> TASK ITEM
Below are the records; give the number of their lines that contain the word "WizardKind" and nothing more.

(Collected data)
+ + + +

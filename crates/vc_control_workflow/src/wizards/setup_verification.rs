use crate::{Ack, Wizard, WizardKind, WorkflowResult};
use vc_control_core::{ChannelId, RoleId, VerificationSettings};

/// A value from one setup-verification widget.
#[derive(Debug, Clone, PartialEq, Eq)]
pub enum SetupVerificationSelection {
    /// Roles the verify wizard may grant
    VerifiedRoles(Vec<RoleId>),
    /// Roles allowed to run verify/unverify
    AllowedRoles(Vec<RoleId>),
    /// Guest role
    GuestRole(Option<RoleId>),
    /// Audit log channel
    LogChannel(Option<ChannelId>),
}

/// Draft for `/setup_verify`.
#[derive(Debug, Clone, Default)]
pub struct SetupVerificationWizard {
    verified_roles: Vec<RoleId>,
    allowed_roles: Vec<RoleId>,
    guest_role: Option<RoleId>,
    log_channel: Option<ChannelId>,
}

impl SetupVerificationWizard {
    /// An empty draft.
    pub fn new() -> Self {
        Self::default()
    }
}

impl Wizard for SetupVerificationWizard {
    type Selection = SetupVerificationSelection;
    type Commit = VerificationSettings;

    fn kind(&self) -> WizardKind {
        WizardKind::SetupVerification
    }

    fn apply(&mut self, selection: Self::Selection) -> WorkflowResult<Ack> {
        match selection {
            SetupVerificationSelection::VerifiedRoles(roles) => self.verified_roles = roles,
            SetupVerificationSelection::AllowedRoles(roles) => self.allowed_roles = roles,
            SetupVerificationSelection::GuestRole(role) => self.guest_role = role,
            SetupVerificationSelection::LogChannel(channel) => self.log_channel = channel,
        }
        Ok(Ack::Silent)
    }

    fn seal(&self) -> Result<Self::Commit, Vec<&'static str>> {
        let mut missing = Vec::new();
        if self.verified_roles.is_empty() {
            missing.push("verified_roles");
        }
        if self.allowed_roles.is_empty() {
            missing.push("allowed_roles");
        }
        if self.guest_role.is_none() {
            missing.push("guest_role");
        }
        if self.log_channel.is_none() {
            missing.push("log_channel");
        }

        match (self.guest_role, self.log_channel) {
            (Some(guest), Some(log)) if missing.is_empty() => Ok(VerificationSettings::new(
                self.verified_roles.clone(),
                self.allowed_roles.clone(),
                guest,
                log,
            )),
            _ => Err(missing),
        }
    }
}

+ + + +

> THE COMPLETED TASK
3